On Meaningful Work and the Good Life

"When the great way prevailed, the world community was equally shared by all."† The first time Wong Jun-Chow copied this phrase from The Great Harmony, he was an adolescent among children. He had left home, headstrong, walking without shoes from his rural home outside of Changsha, Hunan, China to the nearest town. To break the pattern of subsistence farming that had kept his family perpetually downtrodden, he needed to catch up on an education that had not been available to him as a countryside peasant. He convinced the principal of an elementary school to let him prove himself worthy of it, studying beside children half his age. There, he learned to read and write characters by reproducing The Great Harmony.

A brief political tract on the well-ordered society, The Great Harmony is a Confucian depiction of institutions functioning in accord with individuals’ needs and demands. The "harmony" synchronizes institutional supply of goods and services with market demand, signaling one way in which work may be termed "meaningful." However, in reality, Wong’s family, his community, and their needs were immaterial to the orderly functioning of the greater society. Born into peasantry when inequality prevailed, Wong could not wait for "the great way" to reappear. He broke ranks with the existing social order in his search for a better life.

"The worthy and able were chosen as officeholders. Mutual confidence was fostered and good neighborliness cultivated. Therefore, people did not regard as parents only their own parents, nor did they treat as children only their own children. Provision was made for the aged till their death, the adults were given employment, and the young enabled to grow up."

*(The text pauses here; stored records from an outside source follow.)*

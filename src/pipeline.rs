//! Build pipeline: load a source document, compile it, write the artifacts
//! and link.
//!
//! ```text
//! <input>.json ──load──▶ Program + TypeTable ──compile──▶ CompiledModule
//!                                                        │
//!                              <name>.clif ◀─emit IR─────┤
//!                              <name>.o    ◀─emit object─┘──link──▶ <name>
//! ```

use std::path::{Path, PathBuf};

use stc_ast::{Program, SourceDocument, TypeTable};
use stc_cranelift::{CompiledModule, CompilerOptions, StcCompiler};
use target_lexicon::Triple;
use tracing::{info, instrument};

use crate::config::Config;
use crate::error::{Error, Result};
use crate::{linker, runtime};

/// Everything a build needs, after merging the CLI over the config file.
#[derive(Clone, Debug)]
pub struct BuildOptions {
    pub input: PathBuf,
    pub config: Config,
    /// Print the module dump to stdout.
    pub print_ir: bool,
    /// Write the module dump next to the object file.
    pub emit_ir: bool,
    /// Link an executable after writing the object file. Printing or
    /// emitting IR stops the build before linking.
    pub link: bool,
}

impl BuildOptions {
    pub fn should_link(&self) -> bool {
        self.link && !self.print_ir && !self.emit_ir
    }
}

/// Paths written by a build.
#[derive(Clone, Debug, Default, PartialEq)]
pub struct BuildArtifacts {
    pub object: PathBuf,
    pub ir: Option<PathBuf>,
    pub executable: Option<PathBuf>,
}

#[instrument(level = "debug")]
pub fn load_document(path: &Path) -> Result<(Program, TypeTable)> {
    let json = std::fs::read_to_string(path).map_err(Error::io(path))?;
    let document = SourceDocument::from_json(&json)?;
    Ok(document.into_parts())
}

pub fn parse_target(triple: &str) -> Result<Triple> {
    triple.parse().map_err(|e: target_lexicon::ParseError| Error::InvalidTarget {
        triple: triple.to_string(),
        reason: e.to_string(),
    })
}

#[instrument(level = "debug", skip_all, fields(module = %program.name))]
pub fn compile(program: &Program, types: &TypeTable, config: &Config) -> Result<CompiledModule> {
    let target = config.build.target.as_deref().map(parse_target).transpose()?;
    let compiler = StcCompiler::new(CompilerOptions {
        name: program.name.clone(),
        target,
        pic: config.build.pic,
    })?;
    Ok(compiler.compile_program(program, types)?)
}

/// Run a whole build.
#[instrument(level = "debug", skip_all, fields(input = %options.input.display()))]
pub fn build(options: &BuildOptions) -> Result<BuildArtifacts> {
    let config = &options.config;
    let (mut program, types) = load_document(&options.input)?;
    if let Some(name) = &config.build.module_name {
        program.name = name.clone();
    }
    if program.name.is_empty() {
        program.name = module_name_from_path(&options.input);
    }

    let module = compile(&program, &types, config)?;
    if options.print_ir {
        println!("{module}");
    }

    let out_dir = &config.build.output_dir;
    std::fs::create_dir_all(out_dir).map_err(Error::io(out_dir))?;

    let mut artifacts = BuildArtifacts {
        object: out_dir.join(format!("{}.o", program.name)),
        ..BuildArtifacts::default()
    };
    if options.emit_ir {
        let path = out_dir.join(format!("{}.clif", program.name));
        std::fs::write(&path, module.to_string()).map_err(Error::io(&path))?;
        artifacts.ir = Some(path);
    }

    let object = module.emit_object()?;
    std::fs::write(&artifacts.object, &object).map_err(Error::io(&artifacts.object))?;
    info!(path = %artifacts.object.display(), bytes = object.len(), "wrote object");

    if options.should_link() {
        let executable = out_dir.join(&program.name);
        let mut link = config.link.clone();
        if link.bundled_runtime {
            let mut sources = runtime::write_sources(&out_dir.join("runtime"))?;
            sources.append(&mut link.runtime_sources);
            link.runtime_sources = sources;
        }
        linker::link_executable(&link, std::slice::from_ref(&artifacts.object), &executable)?;
        info!(path = %executable.display(), "linked executable");
        artifacts.executable = Some(executable);
    }
    Ok(artifacts)
}

fn module_name_from_path(path: &Path) -> String {
    path.file_stem()
        .map(|stem| stem.to_string_lossy().into_owned())
        .unwrap_or_else(|| "main".to_string())
}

As if to underscore the irony, in this period of his life Wong was also a child among adults, working as a local newspaper copyist to support himself beyond the care the school had offered him in room and board. By copying The Great Harmony hundreds of times, he had distinguished himself as a calligrapher, one of the marks of the Chinese scholar, as well as one of the skills of the productive worker of the time and place. When he was not practicing The Great Harmony, he worked long hours outside of school, in seemingly dingy conditions and little light, at eye-straining work that the newspaper would have preferred to be performed by a machine. He was compensated accordingly.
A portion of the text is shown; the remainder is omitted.